The item I really wish to discuss here is admissions and intake. The patient goes to the hospital seeking help and relief. There is no effort made to reassure the patient in any way. No pain drugs, no explanation of what will happen, not even any flaunting of titles and tenure. The only reassurance I've gotten here is seeing a woman who put a red dangling toy on the handle section of her red electric wheelchair. I told her how well it "pulls the whole deal together", makes it more cohesive. Hospital staff want to tear off the bandages, substitute a hospital robe for 2 shirts and put me in off-putting postures, locations and positions. They want to expose and provoke any existing problems. The long wait time does play into this equation. I left around 3:30 and got to a hallway bed around 10:30.


These are part of a series I'm collecting/creating. Curved hospital mirrors. I really like how they distort the reflection. Anything different really draws my attention, but repetition does a similar thing. The recent repetition which has caused problems is digestive issues and the bathroom. I would need to go, get down there and very little would come out, but immense pressure would still be building. I would be there so long that I would give up and go upstairs, only to turn around in minutes.

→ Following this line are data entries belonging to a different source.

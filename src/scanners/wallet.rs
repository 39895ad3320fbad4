//! Wallet / BTC-Wallet Scanner
//!
//! Structural checksum validation plus GoPlus malicious-address reputation
//! for EVM addresses. A checksum failure is recorded as a finding, keeping
//! "malformed" distinct from "valid but flagged". Bitcoin addresses get
//! checksum validation and static guidance only - no reputation source
//! covers them.

use super::Scanner;
use crate::core::score::SourceTally;
use crate::core::validators::{validate_btc_address, validate_evm_address, BtcChecksum, EvmChecksum};
use crate::models::{
    CheckItem, Finding, InputType, ReportMetadata, SafetyReport, WalletMetadata,
};
use crate::providers::Signal;
use crate::utils::constants::{
    btc_explorer_address_url, explorer_address_url, get_chain_name, SUPPORTED_CHAIN_IDS,
};

impl Scanner {
    pub(crate) async fn scan_wallet(&self, raw: &str) -> SafetyReport {
        let trimmed = raw.trim();
        let (findings, meta, tally, checks) = self.wallet_scan_parts(trimmed).await;
        self.finish(
            InputType::Wallet,
            raw,
            findings,
            tally,
            Some(ReportMetadata::Wallet(meta)),
            Some(checks),
            None,
        )
    }

    /// The wallet pipeline without report assembly, so the ENS scanner can
    /// delegate and splice the output into its own report.
    pub(crate) async fn wallet_scan_parts(
        &self,
        address: &str,
    ) -> (Vec<Finding>, WalletMetadata, SourceTally, Vec<CheckItem>) {
        let mut findings = Vec::new();
        let mut checks = Vec::new();
        let mut tally = SourceTally::new();

        let checksum = validate_evm_address(address);
        match checksum {
            EvmChecksum::Valid => checks.push(CheckItem::passed("EIP-55 checksum")),
            EvmChecksum::ValidNoChecksum => {
                checks.push(CheckItem::passed("EIP-55 checksum"));
                findings.push(Finding::low(
                    "Address carries no EIP-55 checksum; a single mistyped character cannot be detected",
                ));
            }
            EvmChecksum::BadChecksum => {
                checks.push(CheckItem::failed(
                    "EIP-55 checksum",
                    "mixed-case pattern does not match EIP-55",
                ));
                findings.push(Finding::medium(
                    "Address checksum mismatch: it may be mistyped or a look-alike of a legitimate address",
                ));
            }
            EvmChecksum::Malformed => {
                checks.push(CheckItem::failed("EIP-55 checksum", "not a valid address"));
                findings.push(Finding::high("Address is structurally malformed"));
            }
        }

        let mut meta = WalletMetadata {
            address: Some(address.to_string()),
            network: Some("evm".to_string()),
            checksum_status: Some(checksum.as_str().to_string()),
            explorer_urls: Some(
                SUPPORTED_CHAIN_IDS
                    .iter()
                    .map(|&id| explorer_address_url(id, address))
                    .collect(),
            ),
            ..Default::default()
        };

        match self.goplus.address_security(address).await {
            Signal::Ok(security) => {
                tally.record_critical("GoPlus", true);
                let covered = SUPPORTED_CHAIN_IDS
                    .iter()
                    .map(|&id| get_chain_name(id))
                    .collect::<Vec<_>>()
                    .join(", ");
                if security.flags.is_empty() {
                    meta.is_flagged = Some(false);
                    meta.go_plus_flags = Some(Vec::new());
                    checks.push(CheckItem::passed("Malicious-address flags"));
                    findings.push(Finding::info(
                        "No malicious-activity flags reported for this address",
                    ));
                } else {
                    meta.is_flagged = Some(true);
                    meta.go_plus_flags = Some(security.flags.clone());
                    checks.push(CheckItem::failed(
                        "Malicious-address flags",
                        security.flags.join(", "),
                    ));
                    findings.push(Finding::danger(format!(
                        "GoPlus reports malicious-activity flags for this address: {}",
                        security.flags.join(", ")
                    )));
                }
                checks.push(CheckItem {
                    label: "Chains covered".to_string(),
                    passed: true,
                    detail: Some(covered),
                });
            }
            Signal::Unavailable(_) => {
                tally.record_critical("GoPlus", false);
                findings.push(Finding::low(
                    "Address reputation could not be checked (GoPlus unavailable)",
                ));
            }
        }

        (findings, meta, tally, checks)
    }

    pub(crate) async fn scan_btc_wallet(&self, raw: &str) -> SafetyReport {
        let trimmed = raw.trim();
        let mut findings = Vec::new();
        let mut checks = Vec::new();

        let checksum = validate_btc_address(trimmed);
        match checksum {
            BtcChecksum::Valid(kind) => {
                checks.push(CheckItem {
                    label: "Address checksum".to_string(),
                    passed: true,
                    detail: Some(format!("{:?}", kind).to_lowercase()),
                });
                findings.push(Finding::info("Bitcoin address checksum is valid"));
            }
            BtcChecksum::BadChecksum => {
                checks.push(CheckItem::failed("Address checksum", "checksum mismatch"));
                findings.push(Finding::medium(
                    "Bitcoin address checksum mismatch: the address is mistyped or corrupted",
                ));
            }
            BtcChecksum::Malformed => {
                checks.push(CheckItem::failed("Address checksum", "not a valid address"));
                findings.push(Finding::high("Bitcoin address is structurally malformed"));
            }
        }

        findings.push(Finding::info(
            "Bitcoin transactions are irreversible; verify the address through a second channel before sending",
        ));

        let meta = WalletMetadata {
            address: Some(trimmed.to_string()),
            network: Some("bitcoin".to_string()),
            checksum_status: Some(checksum.as_str().to_string()),
            explorer_urls: Some(vec![btc_explorer_address_url(trimmed)]),
            ..Default::default()
        };

        self.finish(
            InputType::BtcWallet,
            raw,
            findings,
            SourceTally::new(),
            Some(ReportMetadata::Wallet(meta)),
            Some(checks),
            None,
        )
    }
}

#[cfg(test)]
mod tests {
    use std::sync::Arc;

    use super::super::testutil::{MockGoPlus, MockSet};
    use crate::models::{Confidence, InputType, ReportMetadata, RiskLevel, Severity};

    const USDT: &str = "0xdAC17F958D2ee523a2206206994597C13D831ec7";

    #[tokio::test]
    async fn test_clean_wallet() {
        let mut mocks = MockSet::default();
        mocks.goplus = Arc::new(MockGoPlus {
            address_flags: Some(vec![]),
            ..Default::default()
        });
        let scanner = mocks.scanner();
        let report = scanner.scan(USDT, None).await;
        assert_eq!(report.input_type, InputType::Wallet);
        assert_eq!(report.risk_level, RiskLevel::Safe);
        assert_eq!(report.confidence, Confidence::High);
        match report.metadata {
            Some(ReportMetadata::Wallet(meta)) => {
                assert_eq!(meta.is_flagged, Some(false));
                assert_eq!(meta.checksum_status.as_deref(), Some("valid"));
                assert_eq!(meta.explorer_urls.map(|u| u.len()), Some(7));
            }
            other => panic!("expected wallet metadata, got {:?}", other),
        }
    }

    #[tokio::test]
    async fn test_flagged_wallet_is_danger() {
        let mut mocks = MockSet::default();
        mocks.goplus = Arc::new(MockGoPlus {
            address_flags: Some(vec![
                "phishing_activities".to_string(),
                "stealing_attack".to_string(),
            ]),
            ..Default::default()
        });
        let scanner = mocks.scanner();
        let report = scanner.scan(USDT, None).await;
        assert!(report
            .findings
            .iter()
            .any(|f| f.severity == Severity::Danger && f.message.contains("phishing_activities")));
        assert_ne!(report.risk_level, RiskLevel::Safe);
        match report.metadata {
            Some(ReportMetadata::Wallet(meta)) => assert_eq!(meta.is_flagged, Some(true)),
            other => panic!("expected wallet metadata, got {:?}", other),
        }
    }

    #[tokio::test]
    async fn test_bad_checksum_is_finding_not_failure() {
        let mut mocks = MockSet::default();
        mocks.goplus = Arc::new(MockGoPlus {
            address_flags: Some(vec![]),
            ..Default::default()
        });
        let scanner = mocks.scanner();
        // Case bit flipped in the first hex letter
        let report = scanner
            .scan("0xDAC17F958D2ee523a2206206994597C13D831ec7", None)
            .await;
        assert_eq!(report.input_type, InputType::Wallet);
        assert!(report
            .findings
            .iter()
            .any(|f| f.message.contains("checksum mismatch")));
    }

    #[tokio::test]
    async fn test_goplus_down_is_low_confidence() {
        let mocks = MockSet::default();
        let scanner = mocks.scanner();
        let report = scanner.scan(USDT, None).await;
        assert_eq!(report.confidence, Confidence::Low);
        assert!(report.confidence_reason.contains("GoPlus"));
    }

    #[tokio::test]
    async fn test_btc_wallet_static_scan() {
        let mocks = MockSet::default();
        let scanner = mocks.scanner();
        let report = scanner.scan("1A1zP1eP5QGefi2DMPTfTL5SLmv7DivfNa", None).await;
        assert_eq!(report.input_type, InputType::BtcWallet);
        assert_eq!(report.risk_level, RiskLevel::Safe);
        match report.metadata {
            Some(ReportMetadata::Wallet(meta)) => {
                assert_eq!(meta.network.as_deref(), Some("bitcoin"));
                assert_eq!(meta.checksum_status.as_deref(), Some("valid"));
            }
            other => panic!("expected wallet metadata, got {:?}", other),
        }
    }
}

What did work with intake admissions this time is someone put a good IV at a decent location on my left arm and the middle eastern doctor got through my info so smoothly it amazed me when I realized how much of my current events got communicated. Just like the expert who was dealing with my pelvic ortho. That man sat there with me and current x-rays of my body parts and explained all about what was going on. I was freaking out over the hospital message service and instead of making more problems for me (like anyone else would do), he decided to stop some problems and prevent some. If only the medical system were arab instead of the scam phone calling system...

Sunday, February 9, 2025

Video beefs again

 I recently watched 20 Million Miles to Earth (1957) to find another example of cruel treatment possibly leading to destructive behavior. Pepe sells the vial or the monster to the scientist, who locks it in a cage outdoors, half-ass covers it with a tarp and walks away. The thing is growing so fast that if you don't treat it kindly and help it right away, the chance is lost.

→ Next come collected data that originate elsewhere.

pub mod health;

use axum::{
    middleware,
    routing::{get, post},
    Router,
};

use crate::assessment::handlers as assessments;
use crate::middleware::sanitizer::sanitize_json_body;
use crate::persona::handlers as persona;
use crate::recommendation::handlers as careers;
use crate::state::AppState;

pub fn build_router(state: AppState) -> Router {
    Router::new()
        .route("/health", get(health::health_handler))
        // Assessments
        .route(
            "/api/v1/assessments/:kind/questions",
            get(assessments::handle_get_questions),
        )
        .route(
            "/api/v1/assessments/:kind/submit",
            post(assessments::handle_submit),
        )
        .route(
            "/api/v1/assessments/:kind/results/:user_id",
            get(assessments::handle_get_result),
        )
        // Careers
        .route("/api/v1/careers/recommend", post(careers::handle_recommend))
        .route("/api/v1/careers/stats", get(careers::handle_stats))
        // Persona
        .route("/api/v1/persona/:user_id", get(persona::handle_get_persona))
        .layer(middleware::from_fn(sanitize_json_body))
        .with_state(state)
}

I don't know if I've been over this a trillion times, but How Its Made would have been better as How It Works. It's just manufacturing machines and basic assemblies. When the electric razor was produced, nothing of the mechanism was shown. I wanted to know how it makes the blade move and see the inside parts when that happens.

Also learned the song, "Something" by Elvis Presley. It was exactly the challenge level I needed. Different timing, 3 kinds of 7th chords, writing my own E6 to save time and put it in the right place, 2 similar basslines and a fill. Awesome! I did write to E guitar though, so that was sandbagging a little.

Watching No Reservations (tv series), a chef said that if someone closed his restaurant, he would just make a new one. Years ago, I was in a band and there was a dispute over whether to give our demo recording to someone for publicity. Band members argued that the song would be stolen and I asked if they could write another song. They said no!